И вот эти трубы засоряются. Из продуктов переработки нефти выпадает парафин. Липкий, густой, он забивает трубы, мешает продвигаться потокам перерабатываемых нефтяных продуктов.
С этим вопросом и приехали к Николаю Дмитриевичу грозненцы. Коварные свойства грозненской нефти были уже известны Зелинскому.
В американской технике применялись специальные холодильные установки, при помощи которых из общей массы удалялись легко застывающие фракции парафинов; на наших заводах таких установок не было, надо было решать вопрос каким-либо простым и доступным способом.
В лаборатории Зелинского стал разрабатываться способ селективной депарафинизации — предварительного удаления наиболее легко застывающей фракции. Этот способ дал возможность снизить температуру застывания мазута с +29° до —2°.
Интересно, что уже в то время Николай Дмитриевич думал об использовании каталитического метода уменьшения парафиновой части в нефти, но отсутствие промышленного производства хлористого алюминия не давало возможности говорить о применении его в производстве. Николай Дмитриевич неоднократно ставил вопрос о производстве хлористого алюминия и, наконец, добился этого.
Но вернемся к рабочему дню Зелинского. 3 часа — заседание предметной комиссии.
Предметные комиссии сыграли большую роль в преобразовании высшей школы. В состав их входили все научные работники родственных дисциплин и выборные от студентов. Предметные комиссии распределяли лекционные курсы, устанавливали порядок контроля за студенческими занятиями, вели разработку программ, руководили лабораториями — словом, осуществляли все руководство учебным процессом.

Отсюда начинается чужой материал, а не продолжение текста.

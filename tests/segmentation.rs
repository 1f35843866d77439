use image::{Rgb, RgbImage};

use px2xy_lib::centroids::{area_histogram, segment, SegmentationParams};
use px2xy_lib::morphology::{count_foreground, erode_mask, StructuringElement};
use px2xy_lib::quantize::posterize;
use px2xy_lib::regions::{color_mask, extract_color_groups, trim_to_processing, Connectivity};

const WHITE: Rgb<u8> = Rgb([255, 255, 255]);
const BLACK: Rgb<u8> = Rgb([0, 0, 0]);

fn paint_disk(img: &mut RgbImage, cx: i64, cy: i64, r: i64) -> u32 {
    let mut painted = 0;
    for (x, y, px) in img.enumerate_pixels_mut() {
        let (dx, dy) = (x as i64 - cx, y as i64 - cy);
        if dx * dx + dy * dy <= r * r {
            *px = WHITE;
            painted += 1;
        }
    }
    painted
}

fn params(neck_separation: u32) -> SegmentationParams {
    SegmentationParams {
        levels: 2,
        min_area: 50,
        max_area: Some(5000),
        trim_px: 0,
        neck_separation,
        connectivity: Connectivity::Four,
    }
}

/// Two disks of radius 15 joined by a one pixel wide horizontal bridge
fn dumbbell() -> (RgbImage, u32, u32) {
    let mut img = RgbImage::from_pixel(100, 80, BLACK);
    let disk = paint_disk(&mut img, 30, 40, 15);
    paint_disk(&mut img, 70, 40, 15);
    let mut bridge = 0;
    for x in 31..70 {
        if *img.get_pixel(x, 40) == BLACK {
            img.put_pixel(x, 40, WHITE);
            bridge += 1;
        }
    }
    (img, disk, bridge)
}

#[test]
fn single_disk_area_and_centroid() {
    let mut img = RgbImage::from_pixel(200, 200, BLACK);
    paint_disk(&mut img, 100, 100, 30);
    let poster = posterize(&img, 2);

    let seg = segment(&poster, 1.0, &params(0));
    assert_eq!(seg.centroids.len(), 1);
    let c = seg.centroids[0];
    assert_eq!(c.group_no, 2);
    assert!((c.x - 100.0).abs() <= 1.0 && (c.y - 100.0).abs() <= 1.0);

    let expected = std::f64::consts::PI * 30.0 * 30.0;
    let disk_area = *seg.raw_areas.iter().min().unwrap() as f64;
    assert!((disk_area - expected).abs() / expected < 0.02);
}

#[test]
fn bridge_is_kept_without_neck_separation() {
    let (img, disk, bridge) = dumbbell();
    let seg = segment(&posterize(&img, 2), 1.0, &params(0));
    assert_eq!(seg.centroids.len(), 1);
    assert!(seg.raw_areas.contains(&(2 * disk + bridge)));
}

#[test]
fn neck_separation_splits_dumbbell() {
    let (img, disk, _) = dumbbell();
    let poster = posterize(&img, 2);

    for strength in 1..=3 {
        let seg = segment(&poster, 1.0, &params(strength));
        assert_eq!(seg.centroids.len(), 2, "strength {}", strength);

        let lobes: Vec<u32> = seg
            .raw_areas
            .iter()
            .copied()
            .filter(|&a| a < 5000)
            .collect();
        assert_eq!(lobes.len(), 2);
        for area in lobes {
            let deviation = (area as f64 - disk as f64).abs() / disk as f64;
            assert!(deviation <= 0.05, "area {} vs disk {}", area, disk);
        }

        assert!(seg.centroids[0].x < 50.0);
        assert!(seg.centroids[1].x > 50.0);
    }
}

#[test]
fn raw_areas_cover_trimmed_foreground() {
    let mut img = RgbImage::from_pixel(60, 40, BLACK);
    for y in 5..25 {
        for x in 5..30 {
            img.put_pixel(x, y, Rgb([200, 30, 30]));
        }
    }
    for y in 10..35 {
        for x in 35..55 {
            img.put_pixel(x, y, Rgb([30, 30, 200]));
        }
    }
    paint_disk(&mut img, 20, 30, 6);

    let mut p = params(0);
    p.min_area = 0;
    p.max_area = None;
    p.trim_px = 2;
    let seg = segment(&img, 1.0, &p);

    let trim = trim_to_processing(p.trim_px, 1.0);
    let foreground: u64 = extract_color_groups(&img)
        .iter()
        .map(|g| count_foreground(&erode_mask(&color_mask(&img, g.color), StructuringElement::Square3, trim)))
        .sum();

    let total: u64 = seg.raw_areas.iter().map(|&a| a as u64).sum();
    assert_eq!(total, foreground);

    let histogram = area_histogram(&seg.raw_areas, 8);
    assert_eq!(histogram.iter().map(|b| b.count).sum::<usize>(), seg.raw_areas.len());
}

#[test]
fn trim_is_scaled_to_processing_resolution() {
    assert_eq!(trim_to_processing(4, 2.0), 2);
    assert_eq!(trim_to_processing(3, 2.0), 2);
    assert_eq!(trim_to_processing(5, 2.0), 2);
    assert_eq!(trim_to_processing(3, 0.5), 3);
}

#[test]
fn posterize_is_deterministic() {
    let img = RgbImage::from_fn(64, 48, |x, y| {
        Rgb([(x * 4) as u8, (y * 5) as u8, ((x * y) % 251) as u8])
    });
    let a = posterize(&img, 5);
    let b = posterize(&img, 5);
    assert_eq!(a, b);

    let colours = extract_color_groups(&a);
    assert!(colours.len() <= 5);

    let seg_a = segment(&a, 1.0, &params(2));
    let seg_b = segment(&b, 1.0, &params(2));
    assert_eq!(seg_a.centroids, seg_b.centroids);
}
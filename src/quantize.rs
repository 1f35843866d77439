//! Colour posterization by k-means clustering.
//!
//! Every pixel is treated as a point in RGB space and replaced by the colour
//! of the cluster it is assigned to. The random generator is seeded with a
//! fixed value, so the same image and level count always produce the same
//! posterized image.

use std::collections::HashSet;

use image::{Rgb, RgbImage};
use kmeans_colors::{get_kmeans, Kmeans};
use palette::Srgb;

/// Seed of the first k-means attempt; attempt `i` uses `KMEANS_SEED + i`
pub const KMEANS_SEED: u64 = 12345;
/// Maximum iterations per attempt
pub const KMEANS_MAX_ITERATIONS: usize = 10;
/// Attempts with different seeds; the most compact one wins
pub const KMEANS_ATTEMPTS: u64 = 10;
/// Convergence threshold, one 8-bit step in normalised RGB
pub const KMEANS_CONVERGE: f32 = 1.0 / 255.0;
/// Cluster indices are stored as `u8`
pub const MAX_LEVELS: u32 = 256;

fn distinct_colours(image: &RgbImage, limit: usize) -> usize {
    let mut seen = HashSet::new();
    for p in image.pixels() {
        seen.insert(p.0);
        if seen.len() > limit {
            break;
        }
    }
    seen.len()
}

/// Cluster mean in 8-bit RGB, truncated toward zero
fn cluster_palette(image: &RgbImage, indices: &[u8], k: usize) -> Vec<Rgb<u8>> {
    let mut sums = vec![[0u64; 3]; k];
    let mut counts = vec![0u64; k];
    for (p, &label) in image.pixels().zip(indices) {
        let label = label as usize;
        for c in 0..3 {
            sums[label][c] += p[c] as u64;
        }
        counts[label] += 1;
    }

    sums.iter()
        .zip(&counts)
        .map(|(sum, &n)| {
            let n = n.max(1);
            Rgb([(sum[0] / n) as u8, (sum[1] / n) as u8, (sum[2] / n) as u8])
        })
        .collect()
}

/// Reduce `image` to at most `levels` colours.
///
/// `levels` is clamped to `1..=MAX_LEVELS`. An image that already has no
/// more than `levels` colours is returned unchanged. The output has the same
/// dimensions as the input and each pixel carries its cluster colour.
pub fn posterize(image: &RgbImage, levels: u32) -> RgbImage {
    let (width, height) = image.dimensions();
    let k = levels.clamp(1, MAX_LEVELS) as usize;
    if width == 0 || height == 0 || distinct_colours(image, k) <= k {
        return image.clone();
    }

    let points: Vec<Srgb<f32>> = image
        .pixels()
        .map(|p| Srgb::new(p[0], p[1], p[2]).into_format())
        .collect();

    let run = |seed: u64| -> Kmeans<Srgb<f32>> {
        get_kmeans(k, KMEANS_MAX_ITERATIONS, KMEANS_CONVERGE, false, &points, seed)
    };
    let best = (1..KMEANS_ATTEMPTS)
        .map(|i| run(KMEANS_SEED + i))
        .fold(run(KMEANS_SEED), |best, attempt| {
            if attempt.score < best.score {
                attempt
            } else {
                best
            }
        });
    log::debug!(
        "posterize: {}x{} px, k={}, score={:.4}",
        width, height, k, best.score
    );

    let palette = cluster_palette(image, &best.indices, k);
    let mut poster = RgbImage::new(width, height);
    for (out, &label) in poster.pixels_mut().zip(&best.indices) {
        *out = palette[label as usize];
    }
    poster
}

Реакционные группы профессуры пытались срывать начинания советской власти по преобразованию высшей школы. Считая науку своей «монополией», они всячески противодействовали пролетаризации студенчества, боролись со всем новым, что вводилось для улучшения работы университета. Когда же им не удавалось заглушить это новое, они пытались изуродовать его, довести до абсурда, поддерживая в этом «левацкие уклоны» некоторых работников Наркомпроса. Так, например, было с вопросом сужения программ, со сведением занятий к узкопрактическим предметам, с отказом от учебников и лекций.
Работа предметной комиссии в тот период проходила р условиях острой борьбы со всеми этими «загибами» и «уклонами». Николай Дмитриевич был председателем предметной комиссии. Он горячо выступал против увлечения практицизмом. «Мы не имеем права выпускать малообразованных специалистов, это принесет вред развитию промышленности», — говорил он.

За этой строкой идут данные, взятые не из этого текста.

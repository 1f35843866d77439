use std::fs;
use std::io::Write;
use std::path::{Path, PathBuf};
use csv::{Terminator, Writer, WriterBuilder};
use serde::Serialize;

use crate::calibration::{CalibrationReport, StageText};
use crate::centroids::{CentroidRecord, HistogramBin};
use crate::errors::{Px2XyError, Result};
use crate::residuals::ResidualReport;

/// Header of the calibrated export table
pub const EXPORT_HEADER: [&str; 5] = ["No", "Group", "Stage X", "Stage Y", "Stage Z"];
/// Header of the pixel-coordinate export
pub const PIXEL_EXPORT_HEADER: [&str; 3] = ["GroupNo", "X", "Y"];
/// Header line of the tab-separated clipboard text
pub const TSV_HEADER: &str = "No\tCalcX\tCalcY\tCalcZ";

fn csv_writer<W: Write>(inner: W) -> Writer<W> {
    WriterBuilder::new()
        .terminator(Terminator::Any(b'\n'))
        .from_writer(inner)
}

fn into_string(writer: Writer<Vec<u8>>) -> Result<String> {
    let bytes = writer
        .into_inner()
        .map_err(|e| Px2XyError::Io(e.into_error()))?;
    utf8(bytes)
}

fn utf8(bytes: Vec<u8>) -> Result<String> {
    String::from_utf8(bytes).map_err(|e| Px2XyError::Config(format!("Export is not UTF-8: {}", e)))
}

fn write_file<P: AsRef<Path>>(path: P, content: &str) -> Result<()> {
    let path = path.as_ref();
    if let Some(parent) = path.parent() {
        fs::create_dir_all(parent)?;
    }
    fs::write(path, content)?;
    Ok(())
}

/// Write the calibrated centroid table.
///
/// One row per centroid with a 1-based index; stage fields are blank when
/// no calibration is available for that row.
pub fn write_export<W: Write>(
    inner: W,
    centroids: &[CentroidRecord],
    stage: &[Option<StageText>],
) -> Result<()> {
    let mut writer = csv_writer(inner);
    writer.write_record(EXPORT_HEADER)?;

    for (i, record) in centroids.iter().enumerate() {
        let (x, y, z) = match stage.get(i).and_then(|s| s.as_ref()) {
            Some(s) => (s.x.as_str(), s.y.as_str(), s.z.as_str()),
            None => ("", "", ""),
        };
        writer.write_record([
            (i + 1).to_string().as_str(),
            record.group_no.to_string().as_str(),
            x,
            y,
            z,
        ])?;
    }

    writer.flush()?;
    Ok(())
}

/// Calibrated centroid table as text
pub fn export_text(centroids: &[CentroidRecord], stage: &[Option<StageText>]) -> Result<String> {
    let mut bytes = Vec::new();
    write_export(&mut bytes, centroids, stage)?;
    utf8(bytes)
}

/// Pixel export: colour group and rounded processing coordinates
pub fn pixel_export_text(centroids: &[CentroidRecord]) -> Result<String> {
    let mut writer = csv_writer(Vec::new());
    writer.write_record(PIXEL_EXPORT_HEADER)?;
    for record in centroids {
        writer.write_record([
            record.group_no.to_string(),
            (record.x.round_ties_even() as i64).to_string(),
            (record.y.round_ties_even() as i64).to_string(),
        ])?;
    }
    into_string(writer)
}

/// Tab-separated calibrated coordinates for pasting into a spreadsheet.
///
/// Lines are joined with `\n` without a trailing newline.
pub fn clipboard_tsv(stage: &[Option<StageText>]) -> String {
    let mut lines = Vec::with_capacity(stage.len() + 1);
    lines.push(TSV_HEADER.to_string());
    for (i, entry) in stage.iter().enumerate() {
        match entry {
            Some(s) => lines.push(format!("{}\t{}\t{}\t{}", i + 1, s.x, s.y, s.z)),
            None => lines.push(format!("{}\t\t\t", i + 1)),
        }
    }
    lines.join("\n")
}

/// Residual table, slots numbered from 1
pub fn residuals_text(report: &ResidualReport) -> Result<String> {
    let mut writer = csv_writer(Vec::new());
    writer.write_record(["Slot", "Res X", "Res Y", "Res Z", "Res |R|"])?;
    for row in &report.rows {
        writer.write_record([
            (row.slot + 1).to_string().as_str(),
            row.dx.as_str(),
            row.dy.as_str(),
            row.dz.as_str(),
            row.magnitude.as_str(),
        ])?;
    }
    into_string(writer)
}

/// Raw region areas before filtering
pub fn write_area_csv<P: AsRef<Path>>(areas: &[u32], path: P) -> Result<()> {
    let path = path.as_ref();
    if let Some(parent) = path.parent() {
        fs::create_dir_all(parent)?;
    }

    let mut writer = WriterBuilder::new()
        .terminator(Terminator::Any(b'\n'))
        .from_path(path)?;
    writer.write_record(["Index", "Area"])?;
    for (i, area) in areas.iter().enumerate() {
        writer.write_record([(i + 1).to_string(), area.to_string()])?;
    }
    writer.flush()?;

    Ok(())
}

/// Per-image summary written next to the tables
#[derive(Debug, Clone, Serialize)]
pub struct ImageSummary {
    pub filename: String,
    pub full_width: u32,
    pub full_height: u32,
    pub scale_proc_to_full: f64,
    pub group_count: usize,
    pub raw_region_count: usize,
    pub centroid_count: usize,
    pub reference_count: usize,
    pub calibrated: bool,
    pub calibration_message: Option<String>,
    pub flipped: Option<bool>,
    pub scale: Option<f64>,
    pub rotation_deg: Option<f64>,
    pub translation: Option<[f64; 2]>,
    pub plane: Option<[f64; 3]>,
    pub rms: Option<f64>,
    pub histogram: Vec<HistogramBin>,
}

impl ImageSummary {
    /// Fill the calibration fields from a report
    pub fn with_calibration(mut self, report: &CalibrationReport) -> Self {
        match &report.outcome {
            Ok(model) => {
                self.calibrated = true;
                self.flipped = Some(model.flipped);
                self.scale = Some(model.similarity.scale);
                self.rotation_deg = Some(model.similarity.angle_deg());
                self.translation = Some([model.similarity.translation.x, model.similarity.translation.y]);
                self.plane = Some([model.plane.a, model.plane.b, model.plane.c]);
                self.rms = Some(model.rms);
            }
            Err(reason) => {
                self.calibrated = false;
                self.calibration_message = Some(reason.to_string());
            }
        }
        self
    }
}

/// Paths of the files written for one image
#[derive(Debug, Clone, Default)]
pub struct WrittenFiles {
    pub export: PathBuf,
    pub pixels: PathBuf,
    pub clipboard: PathBuf,
    pub residuals: Option<PathBuf>,
    pub areas: PathBuf,
    pub summary: PathBuf,
}

/// Write every table for one image into `output_dir`
pub fn write_image_outputs<P: AsRef<Path>>(
    output_dir: P,
    filename: &str,
    centroids: &[CentroidRecord],
    raw_areas: &[u32],
    calibration: &CalibrationReport,
    summary: &ImageSummary,
) -> Result<WrittenFiles> {
    let dir = output_dir.as_ref();
    fs::create_dir_all(dir)?;

    let export = dir.join(format!("{}_stage.csv", filename));
    let mut file = fs::File::create(&export)?;
    write_export(&mut file, centroids, &calibration.stage)?;

    let pixels = dir.join(format!("{}_pixels.txt", filename));
    write_file(&pixels, &pixel_export_text(centroids)?)?;

    let clipboard = dir.join(format!("{}_stage.tsv", filename));
    write_file(&clipboard, &clipboard_tsv(&calibration.stage))?;

    let residuals = if calibration.residual_report.rows.is_empty() {
        None
    } else {
        let path = dir.join(format!("{}_residuals.csv", filename));
        write_file(&path, &residuals_text(&calibration.residual_report)?)?;
        Some(path)
    };

    let areas = dir.join(format!("{}_areas.csv", filename));
    write_area_csv(raw_areas, &areas)?;

    let summary_path = dir.join(format!("{}_summary.json", filename));
    write_file(&summary_path, &serde_json::to_string_pretty(summary)?)?;

    Ok(WrittenFiles {
        export,
        pixels,
        clipboard,
        residuals,
        areas,
        summary: summary_path,
    })
}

В 6 часов Николай Дмитриевич Зелинский идет на совещание в ВСНХ.
В тот период становления страны на каждом совещании ВСНХ ставились вопросы, являющиеся целыми проблемами. Несмотря на крайне тяжелые еще материальные условия, уже намечалось разностороннее развитие промышленности, и химия должна была сыграть в нем важную роль.

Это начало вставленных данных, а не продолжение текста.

use image::Luma;
use imageproc::region_labelling::{connected_components, Connectivity as LabelConnectivity};

use crate::morphology::{erode_mask, is_foreground, StructuringElement};
use crate::regions::{label_regions, Connectivity, Region};

/// Largest accepted neck separation strength
pub const MAX_NECK_SEPARATION: u32 = 10;

/// Raster passes of marker propagation before unresolved pixels are dropped
pub const NECK_FLOOD_PASSES: usize = 20;

/// Neighbour order used by marker propagation: up, down, left, right
const FLOOD_NEIGHBOURS: [(i32, i32); 4] = [(0, -1), (0, 1), (-1, 0), (1, 0)];

/// Split a region that is pinched by thin necks into its lobes.
///
/// The mask is eroded `neck_separation` times with a 3x3 cross. When two or
/// more cores survive, core labels are propagated back over the original
/// mask and every label becomes a sub-region (re-labeled with
/// 4-connectivity). Pixels the propagation has not reached after
/// [`NECK_FLOOD_PASSES`] passes are dropped.
///
/// Returns the region unchanged when no split happens.
pub fn split_by_neck(region: Region, neck_separation: u32, bounds: (u32, u32)) -> Vec<Region> {
    let strength = neck_separation.min(MAX_NECK_SEPARATION);
    if strength == 0 || region.area == 0 {
        return vec![region];
    }

    let eroded = erode_mask(&region.mask, StructuringElement::Cross3, strength);
    let cores = connected_components(&eroded, LabelConnectivity::Four, Luma([0u8]));
    let num_cores = cores.pixels().map(|p| p[0]).max().unwrap_or(0);

    if num_cores < 2 {
        return vec![region];
    }

    let (width, height) = region.mask.dimensions();
    let idx = |x: u32, y: u32| (y * width + x) as usize;
    let mut markers: Vec<u32> = cores.pixels().map(|p| p[0]).collect();

    let mut unmarked = count_unmarked(&region, &markers);
    let mut passes = 0;
    while unmarked > 0 && passes < NECK_FLOOD_PASSES {
        passes += 1;
        let mut changed = false;

        for y in 0..height {
            for x in 0..width {
                if markers[idx(x, y)] != 0 || !is_foreground(region.mask.get_pixel(x, y)) {
                    continue;
                }
                for &(dx, dy) in &FLOOD_NEIGHBOURS {
                    let nx = x as i32 + dx;
                    let ny = y as i32 + dy;
                    if nx < 0 || ny < 0 || nx >= width as i32 || ny >= height as i32 {
                        continue;
                    }
                    let label = markers[idx(nx as u32, ny as u32)];
                    if label > 0 {
                        markers[idx(x, y)] = label;
                        changed = true;
                        break;
                    }
                }
            }
        }

        if !changed {
            break;
        }
        unmarked = count_unmarked(&region, &markers);
    }

    if unmarked > 0 {
        log::debug!(
            "neck split: {} of {} pixels unresolved after {} passes, dropped",
            unmarked, region.area, passes
        );
    }

    let mut pixels_by_core: Vec<Vec<(u32, u32)>> = vec![Vec::new(); num_cores as usize];
    for y in 0..height {
        for x in 0..width {
            let label = markers[idx(x, y)];
            if label > 0 && is_foreground(region.mask.get_pixel(x, y)) {
                pixels_by_core[label as usize - 1].push(region.local_to_global(x, y));
            }
        }
    }

    let split: Vec<Region> = pixels_by_core
        .iter()
        .filter_map(|pixels| Region::from_pixels(pixels, bounds))
        .flat_map(|sub| label_regions(&sub.mask, sub.offset, bounds, Connectivity::Four))
        .collect();

    debug_assert!(!split.is_empty(), "every core seeds at least one pixel");

    log::debug!("neck split: {} cores -> {} regions", num_cores, split.len());
    split
}

fn count_unmarked(region: &Region, markers: &[u32]) -> usize {
    region
        .mask
        .pixels()
        .zip(markers)
        .filter(|(p, &m)| is_foreground(p) && m == 0)
        .count()
}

10 часов вечера. Николай Дмитриевич, наконец, дома. Вот он заглянул в детскую, к Раюте. Девчушка уже спит.
На ее столике расставлена целая вереница колбочек, чашек Петри, висят маленькие роговые весы. Отец давно уже постарался устроить ей «химический кабинет», ему очень хочется приохотить дочку к химии. Но в чашках Петри разведены краски, а в журнале для записей химических опытов красуются фигурки детей, играющих в мяч.
Николай Дмитриевич смотрит на рисунок. «А ведь у девочки есть способности, — думает он, — нет, видно, не дождусь я, чтоб из Раюты вышел химик».